I can't remember tracklisting perfectly, but the finale was The Next Untouchable, soon to be Cajun's new single. It was an awesome gig, buy their single off iTunes, it's amazing.
DOWNLOAD: Cajun Dance Party - The Next Untouchable
It's not music in the music sense of the word - I will actually eat my own hat if this EVER (even in like a hundred years) comes up on Desert Island Discs - but it's one hell of a dancehall-oriented track, and the bassline SCREAMS neon.
DOWNLOAD: Hadouken! - Liquid Lives (Pirate Soundsystem Headspin Remix)
And now, Regina Spektor. She's finally coming to London, so me, Wil and Jane are going down to see her at the Royal Festival Hall. Except, annoyingly, Kate Nash has decided to schedule the ONLY London date of her UK tour that very day, and somebody's offered me a free ticket. RARGH. The scheduled time of both shows are EXACTLY the same, and I've already paid for Regina Spektor. The decision was tough, but I'm going to Regina, seeing as this is her World Tour and she probably won't be in London again for at least a year. But argh, it's still really irritating.
Although, on the upside, as remarked by my sister after she heard Habanera, the B-side to Kate's Number 2 smash Foundations, Kate Nash is starting to sound more and more like Regina.
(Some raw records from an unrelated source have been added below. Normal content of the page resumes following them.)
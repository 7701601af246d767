//! Logging setup
//!
//! The library only emits through the `log` facade. Binaries pick a backend;
//! these helpers install `env_logger`, reading `RUST_LOG` when it is set.

use env_logger::Env;

/// Install `env_logger` with `RUST_LOG` filtering (default: `info`)
///
/// Later calls are ignored once a logger is installed.
pub fn init() {
    init_with_default("info");
}

/// Install `env_logger`, falling back to `filter` when `RUST_LOG` is unset
pub fn init_with_default(filter: &str) {
    let installed = env_logger::Builder::from_env(Env::default().default_filter_or(filter))
        .format_timestamp_millis()
        .try_init()
        .is_ok();
    if installed {
        log::debug!("Logger installed (default filter '{}')", filter);
    }
}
Habanera is a masterpiece. It's a little bit too arthouse to ever get the mainstream recognition of Foundations, but it's a solid tune. It builds up from Kate just singing some high-pitched dadadadaaas over a deep piano riff, in comes some drums and some lyrics. The real artistic bit is in the random noises that build up over the course of the song. There's a match being lit, coins being dropped and glasses being tapped. Or something like that.